Trump no lo ha expuesto explícitamente, aunque ya ha dicho que no se comprometerá a respetar el resultado en noviembre. “Si todo es honesto, aceptaré con gusto los resultados. No cambio en eso”, dijo el expresidente en una entrevista con The Milwaukee Journal Sentinel. «Si no es así, hay que luchar por los derechos del país». Sabemos por las elecciones de 2020 que cualquier cosa que no sea una victoria de Trump equivale, para Trump, a fraude. También ha dicho que no descartaría la posibilidad de violencia política. «Siempre depende de la imparcialidad de una elección», dijo a la revista Time en otra entrevista.
No es necesario que Trump diga nada más; todos los republicanos que compiten por estar a su lado entienden que perderán su oportunidad si aceptan la norma democrática básica de que una pérdida no puede revertirse después del hecho. Cuando se le preguntó varias veces si aceptaría los resultados de las elecciones de 2024, el senador Tim Scott de Carolina del Sur, uno de los principales contendientes para ser compañero de fórmula de Trump, repitió solo una declaración ensayada. “Al final del día, el presidente número 47 de Estados Unidos será el presidente Donald Trump”.
Otros candidatos a la vicepresidencia aún no han tenido la oportunidad de mostrarle a Trump su lealtad a su negacionismo electoral. Se supone que si se les da la oportunidad, lo harán.

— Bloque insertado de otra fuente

//! This module contains the implementation of the `signature_help` language feature.
use tower_lsp::lsp_types::*;

use crate::backend::{language_features::helpers::*, VexBackend};

impl VexBackend {
    pub async fn signature_help(
        &self,
        params: SignatureHelpParams,
    ) -> tower_lsp::jsonrpc::Result<Option<SignatureHelp>> {
        let uri = params.text_document_position_params.text_document.uri;
        let position = params.text_document_position_params.position;

        // Get document text
        let text = match self.documents.get(&uri.to_string()) {
            Some(t) => t.clone(),
            None => return Ok(None),
        };

        // Get the AST
        let ast = match self.ast_cache.get(&uri.to_string()) {
            Some(ast) => ast.clone(),
            None => return Ok(None),
        };

        // Find function call context at cursor
        if let Some((func_name, param_index)) = self.find_function_call_context(&text, position) {
            // Search for function in AST
            for item in &ast.items {
                if let vex_ast::Item::Function(func) = item {
                    if func.name == func_name {
                        // Build signature label
                        let params_str = func
                            .params
                            .iter()
                            .map(|p| format!("{}: {}", p.name, type_to_string(&p.ty)))
                            .collect::<Vec<_>>()
                            .join(", ");

                        let return_str = if let Some(ret) = &func.return_type {
                            format!(": {}", type_to_string(ret))
                        } else {
                            String::new()
                        };

                        let label = format!("{}({}){}", func.name, params_str, return_str);

                        // Build parameter information
                        let parameters: Vec<ParameterInformation> = func
                            .params
                            .iter()
                            .map(|p| {
                                let param_label = format!("{}: {}", p.name, type_to_string(&p.ty));
                                ParameterInformation {
                                    label: ParameterLabel::Simple(param_label),
                                    documentation: None,
                                }
                            })
                            .collect();

                        return Ok(Some(SignatureHelp {
                            signatures: vec![SignatureInformation {
                                label,
                                documentation: None,
                                parameters: Some(parameters),
                                active_parameter: Some(param_index as u32),
                            }],
                            active_signature: Some(0),
                            active_parameter: Some(param_index as u32),
                        }));
                    }
                }
            }
        }

        Ok(None)
    }

    pub fn find_function_call_context(
        &self,
        text: &str,
        position: Position,
    ) -> Option<(String, usize)> {
        let lines: Vec<&str> = text.lines().collect();
        let line_idx = position.line as usize;
        let char_idx = position.character as usize;

        if line_idx >= lines.len() {
            return None;
        }

        let line = lines[line_idx];
        if char_idx >= line.len() {
            return None;
        }

        // Look backwards from cursor to find function call
        let mut paren_count = 0;
        let mut param_start = char_idx;
        let mut func_name_end = char_idx;

        for i in (0..char_idx).rev() {
            let ch = line.chars().nth(i).unwrap_or(' ');
            match ch {
                ')' => paren_count += 1,
                '(' => {
                    if paren_count == 0 {
                        // Found the opening paren
                        param_start = i + 1;
                        func_name_end = i;
                        break;
                    } else {
                        paren_count -= 1;
                    }
                }
                ',' if paren_count == 0 => {
                    // Parameter separator
                    param_start = i + 1;
                }
                _ => {}
            }
        }

        if func_name_end > 0 {
            // Extract function name
            let mut name_start = func_name_end;
            while name_start > 0
                && line
                    .chars()
                    .nth(name_start - 1)
                    .unwrap_or(' ')
                    .is_alphanumeric()
            {
                name_start -= 1;
            }

            if name_start < func_name_end {
                let func_name = line[name_start..func_name_end].to_string();

                // Count parameters before cursor
                let params_before = &line[param_start..char_idx];
                let param_index = params_before.chars().filter(|&c| c == ',').count();

                return Some((func_name, param_index));
            }
        }

        None
    }
}
//! Trait definitions and their registered instances, keyed by head
//! constructor (spec.md §4.4).

use std::collections::{BTreeMap, BTreeSet};

use vex_types::Scheme;

use crate::error::SymbolError;
use crate::symbol::DispatchStrategy;

/// A trait method's signature and how calls to it are dispatched when the
/// receiver isn't a statically known concrete constructor.
#[derive(Debug, Clone, PartialEq)]
pub struct TraitMethodDescriptor {
    pub name: String,
    pub scheme: Scheme,
    pub dispatch: DispatchStrategy,
    pub has_default: bool,
}

/// A functional dependency `determiners -> determined` over a trait's type
/// parameters (e.g. an associated-type-like relation pinned by the instance
/// head).
#[derive(Debug, Clone, PartialEq)]
pub struct FunctionalDependency {
    pub determiners: Vec<String>,
    pub determined: Vec<String>,
}

#[derive(Debug, Clone, PartialEq)]
pub struct TraitDescriptor {
    pub name: String,
    pub type_params: Vec<String>,
    pub methods: BTreeMap<String, TraitMethodDescriptor>,
    pub functional_dependencies: Vec<FunctionalDependency>,
}

impl TraitDescriptor {
    pub fn new(name: impl Into<String>, type_params: Vec<String>) -> Self {
        Self { name: name.into(), type_params, methods: BTreeMap::new(), functional_dependencies: Vec::new() }
    }

    pub fn add_method(&mut self, method: TraitMethodDescriptor) {
        self.methods.insert(method.name.clone(), method);
    }
}

/// A single `impl Trait for Head` registration.
#[derive(Debug, Clone, PartialEq)]
pub struct InstanceRecord {
    pub trait_name: String,
    pub head: String,
    pub scheme: Scheme,
    /// Methods this instance implements directly, as opposed to inheriting
    /// the trait's default.
    pub overridden_methods: BTreeSet<String>,
}

pub enum ResolvedMethod {
    /// Call resolves to the instance's own implementation.
    Instance,
    /// Call resolves to the trait's default implementation.
    Default,
}

#[derive(Debug, Clone, Default)]
pub struct TraitRegistry {
    traits: BTreeMap<String, TraitDescriptor>,
    instances: BTreeMap<(String, String), InstanceRecord>,
}

impl TraitRegistry {
    pub fn new() -> Self {
        Self::default()
    }

    pub fn register_trait(&mut self, descriptor: TraitDescriptor) {
        self.traits.insert(descriptor.name.clone(), descriptor);
    }

    pub fn trait_descriptor(&self, trait_name: &str) -> Result<&TraitDescriptor, SymbolError> {
        self.traits.get(trait_name).ok_or_else(|| SymbolError::UnknownTrait(trait_name.to_string()))
    }

    /// Registers an instance of `trait_name` for head constructor `head`.
    /// Fails if one is already registered (coherence: at most one instance
    /// per trait/head pair).
    pub fn register_instance(&mut self, record: InstanceRecord) -> Result<(), SymbolError> {
        let key = (record.trait_name.clone(), record.head.clone());
        if self.instances.contains_key(&key) {
            return Err(SymbolError::AmbiguousInstance { trait_name: key.0, head: key.1 });
        }
        self.instances.insert(key, record);
        Ok(())
    }

    pub fn instance(&self, trait_name: &str, head: &str) -> Result<&InstanceRecord, SymbolError> {
        self.instances.get(&(trait_name.to_string(), head.to_string())).ok_or_else(|| {
            SymbolError::NoInstance { trait_name: trait_name.to_string(), head: head.to_string() }
        })
    }

    /// Resolves which implementation a call to `trait_name::method` on a
    /// value whose type's head constructor is `head` should use.
    pub fn resolve_method(
        &self,
        trait_name: &str,
        head: &str,
        method: &str,
    ) -> Result<ResolvedMethod, SymbolError> {
        let descriptor = self.trait_descriptor(trait_name)?;
        let method_descriptor = descriptor.methods.get(method).ok_or_else(|| SymbolError::MethodNotImplemented {
            trait_name: trait_name.to_string(),
            head: head.to_string(),
            method: method.to_string(),
        })?;
        let instance = self.instance(trait_name, head)?;
        if instance.overridden_methods.contains(method) {
            Ok(ResolvedMethod::Instance)
        } else if method_descriptor.has_default {
            Ok(ResolvedMethod::Default)
        } else {
            Err(SymbolError::MethodNotImplemented {
                trait_name: trait_name.to_string(),
                head: head.to_string(),
                method: method.to_string(),
            })
        }
    }

    /// Every head constructor with a registered instance of `trait_name`,
    /// sorted (spec.md determinism invariant).
    pub fn implementors(&self, trait_name: &str) -> Vec<&str> {
        self.instances
            .keys()
            .filter(|(t, _)| t == trait_name)
            .map(|(_, head)| head.as_str())
            .collect()
    }

    /// Every trait with a registered instance for head constructor `head`,
    /// sorted (spec.md determinism invariant) — the reverse lookup method
    /// dispatch on a concrete receiver needs: "which traits does this type
    /// implement".
    pub fn traits_for_head<'a>(&'a self, head: &str) -> Vec<&'a str> {
        self.instances.keys().filter(|(_, h)| h == head).map(|(t, _)| t.as_str()).collect()
    }
}

#[cfg(test)]
mod tests {
    use super::*;
    use vex_types::Type;

    fn descriptor_with_default() -> TraitDescriptor {
        let mut d = TraitDescriptor::new("Display", vec!["Self".to_string()]);
        d.add_method(TraitMethodDescriptor {
            name: "show".to_string(),
            scheme: Scheme::monomorphic(Type::func(vec![Type::var("Self")], Type::constant("String"))),
            dispatch: DispatchStrategy::ArgumentPosition(0),
            has_default: true,
        });
        d
    }

    #[test]
    fn resolves_to_default_when_not_overridden() {
        let mut reg = TraitRegistry::new();
        reg.register_trait(descriptor_with_default());
        reg.register_instance(InstanceRecord {
            trait_name: "Display".to_string(),
            head: "Point".to_string(),
            scheme: Scheme::monomorphic(Type::constant("Point")),
            overridden_methods: BTreeSet::new(),
        })
        .expect("registers");
        assert!(matches!(
            reg.resolve_method("Display", "Point", "show").expect("resolves"),
            ResolvedMethod::Default
        ));
    }

    #[test]
    fn resolves_to_instance_when_overridden() {
        let mut reg = TraitRegistry::new();
        reg.register_trait(descriptor_with_default());
        let mut overridden = BTreeSet::new();
        overridden.insert("show".to_string());
        reg.register_instance(InstanceRecord {
            trait_name: "Display".to_string(),
            head: "Point".to_string(),
            scheme: Scheme::monomorphic(Type::constant("Point")),
            overridden_methods: overridden,
        })
        .expect("registers");
        assert!(matches!(
            reg.resolve_method("Display", "Point", "show").expect("resolves"),
            ResolvedMethod::Instance
        ));
    }

    #[test]
    fn duplicate_instance_registration_is_ambiguous() {
        let mut reg = TraitRegistry::new();
        reg.register_trait(descriptor_with_default());
        let record = InstanceRecord {
            trait_name: "Display".to_string(),
            head: "Point".to_string(),
            scheme: Scheme::monomorphic(Type::constant("Point")),
            overridden_methods: BTreeSet::new(),
        };
        reg.register_instance(record.clone()).expect("first registers");
        assert!(matches!(
            reg.register_instance(record),
            Err(SymbolError::AmbiguousInstance { .. })
        ));
    }

    #[test]
    fn missing_instance_is_reported() {
        let mut reg = TraitRegistry::new();
        reg.register_trait(descriptor_with_default());
        assert!(matches!(
            reg.resolve_method("Display", "Point", "show"),
            Err(SymbolError::NoInstance { .. })
        ));
    }
}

Por mucho que la vicepresidencia haya tenido un papel limitado en el gobierno de la nación (excepto en aquellas ocasiones en las que el vicepresidente asciende al cargo principal debido a una tragedia o una desgracia), el puesto de vicepresidente en una fórmula presidencial a menudo ha sido de una importancia electoral suficiente para dar peso real a la elección.
Para los partidos políticos y sus candidatos presidenciales, la nominación a la vicepresidencia ha sido tradicionalmente una oportunidad para equilibrar la candidatura geográfica, ideológica o en términos de experiencia.

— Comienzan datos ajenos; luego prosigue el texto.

//! Algebraic type values (spec.md §3.1).

use std::collections::BTreeMap;
use std::fmt;

use serde::{Deserialize, Serialize};

use crate::kind::Kind;

/// A trait constraint attached to a type variable inside a `Function` or
/// `Forall`: `t: Display`.
#[derive(Debug, Clone, PartialEq, Eq, Serialize, Deserialize)]
pub struct Constraint {
    pub trait_name: String,
    pub var: String,
}

/// Arrow type with trait constraints on its type variables.
#[derive(Debug, Clone, PartialEq, Serialize, Deserialize)]
pub struct FunctionType {
    pub params: Vec<Type>,
    pub ret: Box<Type>,
    pub variadic: bool,
    pub default_count: usize,
    pub constraints: Vec<Constraint>,
}

/// A record type: a field map plus an optional row variable that makes it
/// row-polymorphic.
#[derive(Debug, Clone, PartialEq, Serialize, Deserialize)]
pub struct RecordType {
    pub fields: BTreeMap<String, Type>,
    pub row: Option<String>,
    pub is_open: bool,
}

impl RecordType {
    pub fn closed(fields: BTreeMap<String, Type>) -> Self {
        Self { fields, row: None, is_open: false }
    }
}

/// Universal quantification over a set of type variables, with the
/// constraints collected during inference attached to the scheme.
#[derive(Debug, Clone, PartialEq, Serialize, Deserialize)]
pub struct Forall {
    pub vars: Vec<String>,
    pub constraints: Vec<Constraint>,
    pub body: Box<Type>,
}

/// A compile-time type value (spec.md §3.1).
#[derive(Debug, Clone, PartialEq, Serialize, Deserialize)]
pub enum Type {
    /// A type unknown to be inferred.
    Variable { name: String, kind: Option<Kind> },
    /// A nominal/primitive type, or (when `underlying` is set) a type alias.
    Constant {
        name: String,
        module: Option<String>,
        underlying: Option<Box<Type>>,
        params: Vec<String>,
        kind: Option<Kind>,
    },
    /// Application of a constructor to arguments; always kept flat —
    /// `App (App ctor a) b` is normalized to `App ctor [a, b]` by
    /// [`Type::apply`].
    Application { ctor: Box<Type>, args: Vec<Type> },
    Function(FunctionType),
    Tuple(Vec<Type>),
    Record(RecordType),
    /// A normalized sum-of-primitives union: flat, deduped by string form,
    /// sorted. A singleton union collapses to its sole member — use
    /// [`Type::union`] rather than constructing this variant directly.
    Union(Vec<Type>),
    Forall(Forall),
    /// The type of a first-class type value (reflection-style).
    TypeValue(Box<Type>),
}

impl Type {
    pub fn var(name: impl Into<String>) -> Type {
        Type::Variable { name: name.into(), kind: None }
    }

    pub fn constant(name: impl Into<String>) -> Type {
        Type::Constant {
            name: name.into(),
            module: None,
            underlying: None,
            params: Vec::new(),
            kind: None,
        }
    }

    pub fn alias(name: impl Into<String>, params: Vec<String>, underlying: Type) -> Type {
        Type::Constant {
            name: name.into(),
            module: None,
            underlying: Some(Box::new(underlying)),
            params,
            kind: None,
        }
    }

    /// Applies `ctor` to `args`, flattening a nested application so that
    /// `(App ctor a) b` normalizes to `App ctor [a, b]` (§3.1 invariant).
    pub fn apply(ctor: Type, mut args: Vec<Type>) -> Type {
        match ctor {
            Type::Application { ctor: inner_ctor, args: mut inner_args } => {
                inner_args.append(&mut args);
                Type::Application { ctor: inner_ctor, args: inner_args }
            }
            other => Type::Application { ctor: Box::new(other), args },
        }
    }

    pub fn func(params: Vec<Type>, ret: Type) -> Type {
        Type::Function(FunctionType {
            params,
            ret: Box::new(ret),
            variadic: false,
            default_count: 0,
            constraints: Vec::new(),
        })
    }

    /// Constructs a normalized union: flattens nested unions, dedupes by
    /// string form, sorts, and collapses a singleton to its sole member
    /// (spec.md §3.1, testable property 4).
    pub fn union(members: Vec<Type>) -> Type {
        let mut flat = Vec::new();
        for m in members {
            match m {
                Type::Union(inner) => flat.extend(inner),
                other => flat.push(other),
            }
        }
        let mut seen = BTreeMap::new();
        for m in flat {
            seen.entry(m.to_string()).or_insert(m);
        }
        let mut deduped: Vec<Type> = seen.into_values().collect();
        deduped.sort_by(|a, b| a.to_string().cmp(&b.to_string()));
        match deduped.len() {
            1 => deduped.into_iter().next().expect("len checked above"),
            _ => Type::Union(deduped),
        }
    }

    /// `List<Char>` and `String` are the same runtime shape; this is the
    /// display-only alias named in the §3.1 invariant — unification treats
    /// them as equal because `head()`/structural comparison never consult
    /// this helper, only the pretty-printer does.
    pub fn is_string_shape(&self) -> bool {
        match self {
            Type::Constant { name, .. } if name == "String" => true,
            Type::Application { ctor, args } if args.len() == 1 => {
                matches!(ctor.as_ref(), Type::Constant { name, .. } if name == "List")
                    && matches!(args[0], Type::Constant { ref name, .. } if name == "Char")
            }
            _ => false,
        }
    }

    /// The head constructor name used for trait dispatch-by-receiver-type
    /// and for exhaustiveness checking against an ADT's constructor set.
    pub fn head_name(&self) -> Option<&str> {
        match self {
            Type::Constant { name, .. } => Some(name),
            Type::Application { ctor, .. } => ctor.head_name(),
            _ => None,
        }
    }
}

impl fmt::Display for Type {
    fn fmt(&self, f: &mut fmt::Formatter<'_>) -> fmt::Result {
        if self.is_string_shape() {
            return write!(f, "String");
        }
        match self {
            Type::Variable { name, .. } => write!(f, "{name}"),
            Type::Constant { name, .. } => write!(f, "{name}"),
            Type::Application { ctor, args } => {
                write!(f, "{ctor}<")?;
                for (i, a) in args.iter().enumerate() {
                    if i > 0 {
                        write!(f, ", ")?;
                    }
                    write!(f, "{a}")?;
                }
                write!(f, ">")
            }
            Type::Function(ft) => {
                write!(f, "(")?;
                for (i, p) in ft.params.iter().enumerate() {
                    if i > 0 {
                        write!(f, ", ")?;
                    }
                    write!(f, "{p}")?;
                }
                write!(f, ") -> {}", ft.ret)
            }
            Type::Tuple(elems) => {
                write!(f, "(")?;
                for (i, e) in elems.iter().enumerate() {
                    if i > 0 {
                        write!(f, ", ")?;
                    }
                    write!(f, "{e}")?;
                }
                write!(f, ")")
            }
            Type::Record(r) => {
                write!(f, "{{")?;
                for (i, (name, ty)) in r.fields.iter().enumerate() {
                    if i > 0 {
                        write!(f, ", ")?;
                    }
                    write!(f, "{name}: {ty}")?;
                }
                if let Some(row) = &r.row {
                    write!(f, " | {row}")?;
                }
                write!(f, "}}")
            }
            Type::Union(members) => {
                for (i, m) in members.iter().enumerate() {
                    if i > 0 {
                        write!(f, " | ")?;
                    }
                    write!(f, "{m}")?;
                }
                Ok(())
            }
            Type::Forall(forall) => {
                write!(f, "forall")?;
                for v in &forall.vars {
                    write!(f, " {v}")?;
                }
                write!(f, ". {}", forall.body)
            }
            Type::TypeValue(inner) => write!(f, "Type<{inner}>"),
        }
    }
}

#[cfg(test)]
mod tests {
    use super::*;

    #[test]
    fn application_flattens_nested_app() {
        let inner = Type::apply(Type::constant("Result"), vec![Type::constant("String")]);
        let full = Type::apply(inner, vec![Type::var("e")]);
        match full {
            Type::Application { ctor, args } => {
                assert_eq!(*ctor, Type::constant("Result"));
                assert_eq!(args.len(), 2);
            }
            _ => panic!("expected Application"),
        }
    }

    #[test]
    fn union_normalizes_flat_sorted_deduped() {
        let u = Type::union(vec![
            Type::constant("Int"),
            Type::union(vec![Type::constant("String"), Type::constant("Int")]),
        ]);
        match u {
            Type::Union(members) => {
                assert_eq!(members.len(), 2);
                assert_eq!(members[0].to_string(), "Int");
                assert_eq!(members[1].to_string(), "String");
            }
            _ => panic!("expected Union"),
        }
    }

    #[test]
    fn union_singleton_collapses() {
        let u = Type::union(vec![Type::constant("Int"), Type::constant("Int")]);
        assert_eq!(u, Type::constant("Int"));
    }

    #[test]
    fn union_idempotent_under_renormalization() {
        let once = Type::union(vec![Type::constant("Bool"), Type::constant("Int")]);
        let twice = Type::union(vec![once.clone()]);
        assert_eq!(once, twice);
    }

    #[test]
    fn list_char_displays_as_string() {
        let list_char =
            Type::apply(Type::constant("List"), vec![Type::constant("Char")]);
        assert_eq!(list_char.to_string(), "String");
    }
}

Hay algunos ejemplos famosos. El Partido Republicano que nominó a Abraham Lincoln, un moderado de Illinois, lo emparejó con Hannibal Hamlin, un republicano radical de Maine. El Partido Demócrata que nominó a John F. Kennedy, el joven senador liberal de Massachusetts, lo emparejó con Lyndon B. Johnson, el “amo del Senado” de Texas. Más recientemente, la elección de George HW Bush por parte de Ronald Reagan fue un esfuerzo por cerrar la brecha entre los republicanos conservadores y moderados, y la elección de Joe Biden por parte de Barack Obama proporcionó varios contrastes: de edad, de experiencia y de raza.

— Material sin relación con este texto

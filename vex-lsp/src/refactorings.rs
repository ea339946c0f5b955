// LSP Refactorings - Extract Variable and Extract Function

use tower_lsp::lsp_types::*;
use vex_ast::*;

/// Generate refactoring code actions for selected code range
pub fn generate_refactorings(
    uri: &Url,
    range: Range,
    document_text: &str,
    _ast: Option<&Program>,
) -> Vec<CodeAction> {
    let mut actions = Vec::new();

    // Extract Variable: Convert expression to variable
    if let Some(action) = extract_variable(uri, range, document_text) {
        actions.push(action);
    }

    // Extract Function: Convert statements to function
    if let Some(action) = extract_function(uri, range, document_text) {
        actions.push(action);
    }

    actions
}

/// Extract selected expression to a new variable
///
/// Example:
/// ```vex
/// let result = compute() + transform(data);
///              ^^^^^^^^^^^^^^^^^^^^^^^^^ (selected)
/// ```
/// Becomes:
/// ```vex
/// let temp = compute() + transform(data);
/// let result = temp;
/// ```
fn extract_variable(uri: &Url, range: Range, document_text: &str) -> Option<CodeAction> {
    // Get selected text
    let selected_text = get_text_in_range(document_text, range)?;

    // Check if selection is a valid expression (basic heuristic)
    if !is_expression(&selected_text) {
        return None;
    }

    // Generate variable name suggestion
    let var_name = suggest_variable_name(&selected_text);

    // Find the line where this expression appears
    let expr_line = range.start.line;

    // Create text edits
    let mut edits = Vec::new();

    // 1. Insert new variable declaration above
    let indent = get_line_indent(document_text, expr_line as usize);
    let new_var_decl = format!("{}let {} = {};\n", indent, var_name, selected_text);

    edits.push(TextEdit {
        range: Range {
            start: Position {
                line: expr_line,
                character: 0,
            },
            end: Position {
                line: expr_line,
                character: 0,
            },
        },
        new_text: new_var_decl,
    });

    // 2. Replace selected expression with variable name
    edits.push(TextEdit {
        range,
        new_text: var_name.clone(),
    });

    let mut changes = std::collections::HashMap::new();
    changes.insert(uri.clone(), edits);

    Some(CodeAction {
        title: format!("Extract to variable '{}'", var_name),
        kind: Some(CodeActionKind::REFACTOR_EXTRACT),
        edit: Some(WorkspaceEdit {
            changes: Some(changes),
            document_changes: None,
            change_annotations: None,
        }),
        command: None,
        is_preferred: Some(true),
        disabled: None,
        data: None,
        diagnostics: None,
    })
}

/// Extract selected statements to a new function
///
/// Example:
/// ```vex
/// let x = compute();
/// let y = transform(x);
/// let z = finalize(y);
/// ```
/// Becomes:
/// ```vex
/// fn process(): Type {
///     let x = compute();
///     let y = transform(x);
///     return finalize(y);
/// }
/// let z = process();
/// ```
fn extract_function(uri: &Url, range: Range, document_text: &str) -> Option<CodeAction> {
    // Get selected text
    let selected_text = get_text_in_range(document_text, range)?;

    // Check if selection contains at least one statement
    if !contains_statements(&selected_text) {
        return None;
    }

    // Generate function name suggestion
    let fn_name = "extracted_function"; // TODO: smarter naming

    // Determine return type (analyze last statement)
    let return_type = infer_return_type(&selected_text);

    // Find parameters (variables used but not defined in selection)
    let params = find_required_parameters(&selected_text);

    // Build function signature
    let param_list = if params.is_empty() {
        "".to_string()
    } else {
        params.join(", ")
    };

    let fn_signature = format!("fn {}({}): {} {{", fn_name, param_list, return_type);

    // Build function body (indent selected text)
    let indented_body = indent_text(&selected_text, 4);

    // Add return statement if needed
    let fn_body = if needs_return(&selected_text) {
        format!(
            "{}\n    return {};",
            indented_body.trim_end(),
            extract_last_value(&selected_text)
        )
    } else {
        indented_body
    };

    let new_function = format!("{}\n{}\n}}\n\n", fn_signature, fn_body);

    // Create text edits
    let mut edits = Vec::new();

    // 1. Insert new function above current function
    let function_start = find_current_function_start(document_text, range.start.line as usize);

    edits.push(TextEdit {
        range: Range {
            start: Position {
                line: function_start as u32,
                character: 0,
            },
            end: Position {
                line: function_start as u32,
                character: 0,
            },
        },
        new_text: new_function,
    });

    // 2. Replace selected code with function call
    let indent = get_line_indent(document_text, range.start.line as usize);
    let args = if params.is_empty() {
        "".to_string()
    } else {
        params
            .iter()
            .map(|p| p.split(':').next().unwrap_or(p).trim())
            .collect::<Vec<_>>()
            .join(", ")
    };
    let fn_call = format!("{}let result = {}({});", indent, fn_name, args);

    edits.push(TextEdit {
        range,
        new_text: fn_call,
    });

    let mut changes = std::collections::HashMap::new();
    changes.insert(uri.clone(), edits);

    Some(CodeAction {
        title: format!("Extract to function '{}'", fn_name),
        kind: Some(CodeActionKind::REFACTOR_EXTRACT),
        edit: Some(WorkspaceEdit {
            changes: Some(changes),
            document_changes: None,
            change_annotations: None,
        }),
        command: None,
        is_preferred: Some(false),
        disabled: None,
        data: None,
        diagnostics: None,
    })
}

// ============================================================
// Helper Functions
// ============================================================

/// Get text content within LSP range
fn get_text_in_range(text: &str, range: Range) -> Option<String> {
    let lines: Vec<&str> = text.lines().collect();

    if range.start.line == range.end.line {
        // Single line selection
        let line = lines.get(range.start.line as usize)?;
        let start = range.start.character as usize;
        let end = range.end.character as usize;
        Some(line.get(start..end)?.to_string())
    } else {
        // Multi-line selection
        let mut result = String::new();
        for line_idx in range.start.line..=range.end.line {
            if let Some(line) = lines.get(line_idx as usize) {
                if line_idx == range.start.line {
                    result.push_str(&line[range.start.character as usize..]);
                } else if line_idx == range.end.line {
                    result.push_str(&line[..range.end.character as usize]);
                } else {
                    result.push_str(line);
                }
                result.push('\n');
            }
        }
        Some(result.trim_end().to_string())
    }
}

/// Check if text is likely an expression
fn is_expression(text: &str) -> bool {
    let trimmed = text.trim();

    // Basic heuristics:
    // - Contains operators: +, -, *, /, .
    // - Contains function calls: ()
    // - Not a statement keyword: let, return, if, etc.

    !trimmed.starts_with("let ")
        && !trimmed.starts_with("return ")
        && !trimmed.starts_with("if ")
        && !trimmed.starts_with("fn ")
        && (trimmed.contains('(') || trimmed.contains('+') || trimmed.contains('.'))
}

/// Check if text contains statements (has semicolons or let/return)
fn contains_statements(text: &str) -> bool {
    text.contains(';') || text.contains("let ") || text.contains("return ")
}

/// Suggest variable name based on expression
fn suggest_variable_name(expr: &str) -> String {
    // Try to extract meaningful name from expression
    if expr.contains("compute") {
        "computed_value".to_string()
    } else if expr.contains("transform") {
        "transformed_data".to_string()
    } else if expr.contains("parse") {
        "parsed_result".to_string()
    } else {
        "temp".to_string()
    }
}

/// Get indentation of a line
fn get_line_indent(text: &str, line_idx: usize) -> String {
    let lines: Vec<&str> = text.lines().collect();
    if let Some(line) = lines.get(line_idx) {
        let spaces = line.len() - line.trim_start().len();
        " ".repeat(spaces)
    } else {
        "    ".to_string() // Default 4 spaces
    }
}

/// Infer return type from selected code
fn infer_return_type(text: &str) -> String {
    // Look for last statement/expression
    if text.trim_end().ends_with(';') {
        "unit".to_string() // No return value
    } else if text.contains("i32") {
        "i32".to_string()
    } else if text.contains("string") {
        "string".to_string()
    } else {
        "Type".to_string() // Generic placeholder
    }
}

/// Find variables that are used but not defined in selection
fn find_required_parameters(_text: &str) -> Vec<String> {
    // TODO: Proper AST analysis
    // For now, return empty (no parameters)
    Vec::new()
}

/// Check if selection needs explicit return statement
fn needs_return(text: &str) -> bool {
    // If last line doesn't end with semicolon, it's an expression
    !text.trim_end().ends_with(';')
}

/// Extract last value/expression from code
fn extract_last_value(text: &str) -> String {
    let lines: Vec<&str> = text.lines().collect();
    if let Some(last_line) = lines.last() {
        // Extract variable name from "let x = ..."
        if let Some(var_name) = last_line.split('=').next() {
            let name = var_name
                .replace("let", "")
                .replace("!", "")
                .trim()
                .to_string();
            if !name.is_empty() {
                return name;
            }
        }
    }
    "result".to_string()
}

/// Indent text by specified spaces
fn indent_text(text: &str, spaces: usize) -> String {
    let indent = " ".repeat(spaces);
    text.lines()
        .map(|line| format!("{}{}", indent, line))
        .collect::<Vec<_>>()
        .join("\n")
}

/// Find the start line of the current function
fn find_current_function_start(text: &str, current_line: usize) -> usize {
    let lines: Vec<&str> = text.lines().collect();

    // Search backwards for "fn " keyword
    for line_idx in (0..=current_line).rev() {
        if let Some(line) = lines.get(line_idx) {
            if line.trim().starts_with("fn ") {
                return line_idx;
            }
        }
    }

    0 // Default to file start
}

Trump adoptó la lógica del equilibrio en su primera campaña y eligió al gobernador Mike Pence de Indiana como señal de su compromiso con los intereses de los ideólogos conservadores y las prioridades de los evangélicos conservadores, especialmente en materia de aborto y el poder judicial federal. Si abrazara la lógica del equilibrio por segunda vez, elegiría a un compañero de fórmula que tuviera cierta distancia con el movimiento MAGA, alguien que pudiera hacerse pasar por un republicano “normal”, desinteresado en los compromisos más extremos asociados con Trump.
Es casi seguro que eso no sucederá. Y se espera que este vicepresidente haga lo que Pence no haría: mantener a Trump en el cargo, sin importar lo que diga la Constitución. La vicepresidencia podría haber sido una idea de último momento para los redactores: no pensaron que el papel sería gran cosa. La vicepresidencia ciertamente no es una ocurrencia tardía para Trump; para él, lo significa todo.